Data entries
[Start of Attachment]

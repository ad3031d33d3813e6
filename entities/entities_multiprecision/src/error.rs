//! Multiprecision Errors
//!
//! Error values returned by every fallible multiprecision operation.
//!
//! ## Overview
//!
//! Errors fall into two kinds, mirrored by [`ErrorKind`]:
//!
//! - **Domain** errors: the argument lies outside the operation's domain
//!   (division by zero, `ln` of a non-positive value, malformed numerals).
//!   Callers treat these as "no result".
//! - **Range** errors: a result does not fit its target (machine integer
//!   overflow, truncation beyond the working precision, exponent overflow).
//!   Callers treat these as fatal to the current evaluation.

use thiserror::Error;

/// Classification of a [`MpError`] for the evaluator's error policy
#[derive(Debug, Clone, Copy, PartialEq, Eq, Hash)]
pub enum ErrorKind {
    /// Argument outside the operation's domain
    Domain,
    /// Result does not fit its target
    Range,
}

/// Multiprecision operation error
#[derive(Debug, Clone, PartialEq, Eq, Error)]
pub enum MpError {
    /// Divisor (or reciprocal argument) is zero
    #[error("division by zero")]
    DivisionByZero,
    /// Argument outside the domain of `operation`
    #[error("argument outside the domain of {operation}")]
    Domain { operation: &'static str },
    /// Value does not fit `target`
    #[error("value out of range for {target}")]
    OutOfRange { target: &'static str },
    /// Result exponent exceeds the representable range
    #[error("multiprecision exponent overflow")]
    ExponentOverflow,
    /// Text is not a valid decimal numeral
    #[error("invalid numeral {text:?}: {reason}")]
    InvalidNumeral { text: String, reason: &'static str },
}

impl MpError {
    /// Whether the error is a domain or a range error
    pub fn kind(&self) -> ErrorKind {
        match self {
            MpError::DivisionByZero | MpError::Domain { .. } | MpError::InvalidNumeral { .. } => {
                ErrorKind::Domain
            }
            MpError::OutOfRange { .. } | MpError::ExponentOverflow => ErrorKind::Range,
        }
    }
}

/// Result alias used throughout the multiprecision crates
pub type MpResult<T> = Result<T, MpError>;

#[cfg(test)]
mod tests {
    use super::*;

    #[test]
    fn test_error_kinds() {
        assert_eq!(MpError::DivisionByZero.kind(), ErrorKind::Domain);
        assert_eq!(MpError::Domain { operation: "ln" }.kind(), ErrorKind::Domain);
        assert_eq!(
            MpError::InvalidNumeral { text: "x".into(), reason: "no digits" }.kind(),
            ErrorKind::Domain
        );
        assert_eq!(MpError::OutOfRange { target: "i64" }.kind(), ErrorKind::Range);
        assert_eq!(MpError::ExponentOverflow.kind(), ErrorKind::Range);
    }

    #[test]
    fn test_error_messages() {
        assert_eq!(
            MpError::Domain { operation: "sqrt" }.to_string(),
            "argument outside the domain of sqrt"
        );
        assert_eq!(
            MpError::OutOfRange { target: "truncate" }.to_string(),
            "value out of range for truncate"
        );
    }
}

[End of Attachment]
[Start of Attachment]

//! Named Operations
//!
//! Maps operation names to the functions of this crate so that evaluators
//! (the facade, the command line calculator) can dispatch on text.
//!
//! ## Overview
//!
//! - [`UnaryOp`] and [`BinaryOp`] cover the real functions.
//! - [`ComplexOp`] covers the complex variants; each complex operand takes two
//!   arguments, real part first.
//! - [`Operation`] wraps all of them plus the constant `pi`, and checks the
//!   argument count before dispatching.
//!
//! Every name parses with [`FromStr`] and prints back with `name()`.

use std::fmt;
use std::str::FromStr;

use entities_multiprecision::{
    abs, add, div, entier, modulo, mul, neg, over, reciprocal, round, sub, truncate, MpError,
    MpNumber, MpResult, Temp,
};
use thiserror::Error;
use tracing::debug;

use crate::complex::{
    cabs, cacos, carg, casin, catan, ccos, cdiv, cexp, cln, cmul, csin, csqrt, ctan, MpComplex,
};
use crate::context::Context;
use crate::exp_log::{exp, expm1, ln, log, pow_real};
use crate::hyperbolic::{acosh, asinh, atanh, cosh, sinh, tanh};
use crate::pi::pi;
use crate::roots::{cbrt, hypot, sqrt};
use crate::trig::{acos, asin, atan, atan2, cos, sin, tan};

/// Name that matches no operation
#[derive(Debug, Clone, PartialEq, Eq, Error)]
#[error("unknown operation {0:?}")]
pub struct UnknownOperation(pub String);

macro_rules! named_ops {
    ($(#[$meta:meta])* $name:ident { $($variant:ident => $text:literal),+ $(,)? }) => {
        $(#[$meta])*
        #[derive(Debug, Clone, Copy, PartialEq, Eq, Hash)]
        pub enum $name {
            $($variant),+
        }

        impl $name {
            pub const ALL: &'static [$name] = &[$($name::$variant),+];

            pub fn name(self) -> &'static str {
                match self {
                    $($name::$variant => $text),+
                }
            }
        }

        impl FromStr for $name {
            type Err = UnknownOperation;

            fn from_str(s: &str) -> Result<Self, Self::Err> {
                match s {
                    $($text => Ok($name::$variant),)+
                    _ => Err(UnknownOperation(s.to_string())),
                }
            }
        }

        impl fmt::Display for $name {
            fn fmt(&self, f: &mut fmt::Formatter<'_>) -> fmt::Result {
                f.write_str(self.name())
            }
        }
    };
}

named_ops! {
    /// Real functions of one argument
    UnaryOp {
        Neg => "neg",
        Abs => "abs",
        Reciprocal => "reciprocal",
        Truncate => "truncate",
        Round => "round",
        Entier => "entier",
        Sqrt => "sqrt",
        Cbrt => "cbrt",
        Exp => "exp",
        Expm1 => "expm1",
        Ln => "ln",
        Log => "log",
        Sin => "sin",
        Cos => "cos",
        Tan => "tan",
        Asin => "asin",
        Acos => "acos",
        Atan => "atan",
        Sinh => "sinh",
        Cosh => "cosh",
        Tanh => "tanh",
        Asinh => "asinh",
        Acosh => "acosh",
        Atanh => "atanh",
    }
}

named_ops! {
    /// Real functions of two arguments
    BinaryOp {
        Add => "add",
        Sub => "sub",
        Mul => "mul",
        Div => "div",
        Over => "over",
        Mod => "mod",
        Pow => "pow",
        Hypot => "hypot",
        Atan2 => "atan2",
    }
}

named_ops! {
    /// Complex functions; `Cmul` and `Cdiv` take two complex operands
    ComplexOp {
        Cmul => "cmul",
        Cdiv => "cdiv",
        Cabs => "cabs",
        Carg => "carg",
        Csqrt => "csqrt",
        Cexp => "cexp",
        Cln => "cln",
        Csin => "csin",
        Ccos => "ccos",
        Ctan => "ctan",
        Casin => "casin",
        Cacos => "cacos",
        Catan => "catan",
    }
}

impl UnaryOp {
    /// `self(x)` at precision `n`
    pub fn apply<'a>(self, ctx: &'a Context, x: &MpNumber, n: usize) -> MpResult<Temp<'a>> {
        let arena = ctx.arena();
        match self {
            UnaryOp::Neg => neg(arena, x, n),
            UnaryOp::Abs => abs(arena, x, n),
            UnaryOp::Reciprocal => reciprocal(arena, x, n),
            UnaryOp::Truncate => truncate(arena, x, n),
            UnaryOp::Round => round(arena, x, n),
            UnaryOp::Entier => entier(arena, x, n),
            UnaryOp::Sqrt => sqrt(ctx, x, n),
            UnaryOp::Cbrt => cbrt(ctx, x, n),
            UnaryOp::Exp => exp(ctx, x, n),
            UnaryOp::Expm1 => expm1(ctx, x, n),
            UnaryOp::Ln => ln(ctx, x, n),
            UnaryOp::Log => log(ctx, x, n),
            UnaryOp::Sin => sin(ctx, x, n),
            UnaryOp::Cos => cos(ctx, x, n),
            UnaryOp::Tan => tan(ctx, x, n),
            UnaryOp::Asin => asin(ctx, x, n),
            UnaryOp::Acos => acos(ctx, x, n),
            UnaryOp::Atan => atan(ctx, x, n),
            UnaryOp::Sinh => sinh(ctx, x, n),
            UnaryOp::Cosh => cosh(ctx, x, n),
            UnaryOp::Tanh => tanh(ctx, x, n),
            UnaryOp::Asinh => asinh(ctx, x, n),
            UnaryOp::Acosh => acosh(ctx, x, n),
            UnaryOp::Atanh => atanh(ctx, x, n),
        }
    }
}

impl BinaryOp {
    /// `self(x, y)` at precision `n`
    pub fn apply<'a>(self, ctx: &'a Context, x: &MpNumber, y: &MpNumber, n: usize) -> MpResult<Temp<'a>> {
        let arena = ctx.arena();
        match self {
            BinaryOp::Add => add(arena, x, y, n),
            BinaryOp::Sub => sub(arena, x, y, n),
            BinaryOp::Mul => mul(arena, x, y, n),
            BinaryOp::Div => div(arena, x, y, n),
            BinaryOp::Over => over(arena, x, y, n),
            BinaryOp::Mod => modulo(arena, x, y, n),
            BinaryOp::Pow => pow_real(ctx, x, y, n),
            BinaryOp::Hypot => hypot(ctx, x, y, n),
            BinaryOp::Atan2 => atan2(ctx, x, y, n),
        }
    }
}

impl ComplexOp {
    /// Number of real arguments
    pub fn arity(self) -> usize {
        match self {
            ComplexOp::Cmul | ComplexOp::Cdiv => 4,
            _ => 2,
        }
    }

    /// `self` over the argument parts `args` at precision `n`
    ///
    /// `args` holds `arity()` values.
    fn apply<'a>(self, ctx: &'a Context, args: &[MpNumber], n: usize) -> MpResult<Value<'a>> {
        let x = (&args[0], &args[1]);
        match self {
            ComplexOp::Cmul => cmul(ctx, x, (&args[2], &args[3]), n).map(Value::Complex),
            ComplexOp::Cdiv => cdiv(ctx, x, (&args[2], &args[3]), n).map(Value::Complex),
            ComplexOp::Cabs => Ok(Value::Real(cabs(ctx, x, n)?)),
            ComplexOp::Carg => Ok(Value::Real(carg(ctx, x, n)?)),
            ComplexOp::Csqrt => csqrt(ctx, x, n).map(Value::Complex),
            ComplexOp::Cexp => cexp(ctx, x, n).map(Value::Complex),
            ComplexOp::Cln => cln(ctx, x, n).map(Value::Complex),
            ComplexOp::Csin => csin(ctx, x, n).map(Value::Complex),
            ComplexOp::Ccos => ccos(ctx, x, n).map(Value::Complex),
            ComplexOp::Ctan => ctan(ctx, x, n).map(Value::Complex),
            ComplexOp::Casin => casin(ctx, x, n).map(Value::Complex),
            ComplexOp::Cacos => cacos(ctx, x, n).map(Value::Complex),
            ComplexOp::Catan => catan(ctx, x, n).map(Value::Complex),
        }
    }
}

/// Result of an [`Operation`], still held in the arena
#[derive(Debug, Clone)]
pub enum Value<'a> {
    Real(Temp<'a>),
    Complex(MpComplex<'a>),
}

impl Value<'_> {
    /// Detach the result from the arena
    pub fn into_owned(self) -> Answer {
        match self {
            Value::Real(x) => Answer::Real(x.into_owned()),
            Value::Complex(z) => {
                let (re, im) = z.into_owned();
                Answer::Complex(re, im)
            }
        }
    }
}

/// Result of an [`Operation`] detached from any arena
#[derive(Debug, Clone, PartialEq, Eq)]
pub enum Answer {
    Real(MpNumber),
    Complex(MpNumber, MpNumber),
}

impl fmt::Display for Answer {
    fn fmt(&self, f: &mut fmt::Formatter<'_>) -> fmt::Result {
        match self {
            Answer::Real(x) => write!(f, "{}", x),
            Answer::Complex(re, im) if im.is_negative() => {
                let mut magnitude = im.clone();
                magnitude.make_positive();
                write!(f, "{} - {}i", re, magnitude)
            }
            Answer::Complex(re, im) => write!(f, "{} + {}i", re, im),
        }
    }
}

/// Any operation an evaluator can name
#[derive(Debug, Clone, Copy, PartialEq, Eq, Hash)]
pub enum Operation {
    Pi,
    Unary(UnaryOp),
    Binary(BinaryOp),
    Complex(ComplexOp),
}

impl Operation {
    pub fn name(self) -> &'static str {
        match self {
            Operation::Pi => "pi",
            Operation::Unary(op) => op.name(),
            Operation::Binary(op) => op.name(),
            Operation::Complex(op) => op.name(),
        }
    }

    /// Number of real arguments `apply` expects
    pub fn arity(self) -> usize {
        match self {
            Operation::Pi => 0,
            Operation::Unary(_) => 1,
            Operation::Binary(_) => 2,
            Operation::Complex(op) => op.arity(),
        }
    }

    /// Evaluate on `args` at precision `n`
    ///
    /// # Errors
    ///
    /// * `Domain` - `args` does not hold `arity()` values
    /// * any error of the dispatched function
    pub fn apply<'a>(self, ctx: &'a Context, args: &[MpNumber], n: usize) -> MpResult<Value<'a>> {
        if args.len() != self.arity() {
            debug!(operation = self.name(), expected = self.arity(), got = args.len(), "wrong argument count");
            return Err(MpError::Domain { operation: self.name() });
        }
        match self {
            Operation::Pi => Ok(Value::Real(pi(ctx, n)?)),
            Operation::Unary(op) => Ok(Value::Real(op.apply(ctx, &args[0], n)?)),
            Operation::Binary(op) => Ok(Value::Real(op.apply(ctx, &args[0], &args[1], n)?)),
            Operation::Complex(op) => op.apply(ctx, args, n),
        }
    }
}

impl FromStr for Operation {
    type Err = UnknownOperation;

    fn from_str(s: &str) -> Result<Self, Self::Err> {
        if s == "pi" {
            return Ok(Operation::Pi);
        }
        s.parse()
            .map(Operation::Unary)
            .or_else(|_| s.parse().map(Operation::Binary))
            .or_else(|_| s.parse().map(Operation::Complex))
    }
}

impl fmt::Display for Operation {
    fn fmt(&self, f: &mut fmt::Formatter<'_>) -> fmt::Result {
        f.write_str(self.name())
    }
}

[End of Attachment]

_Task goal_.
In the data shown above, how many lines hold the string "type"? The answer is the number alone.

_Exercise output_.
3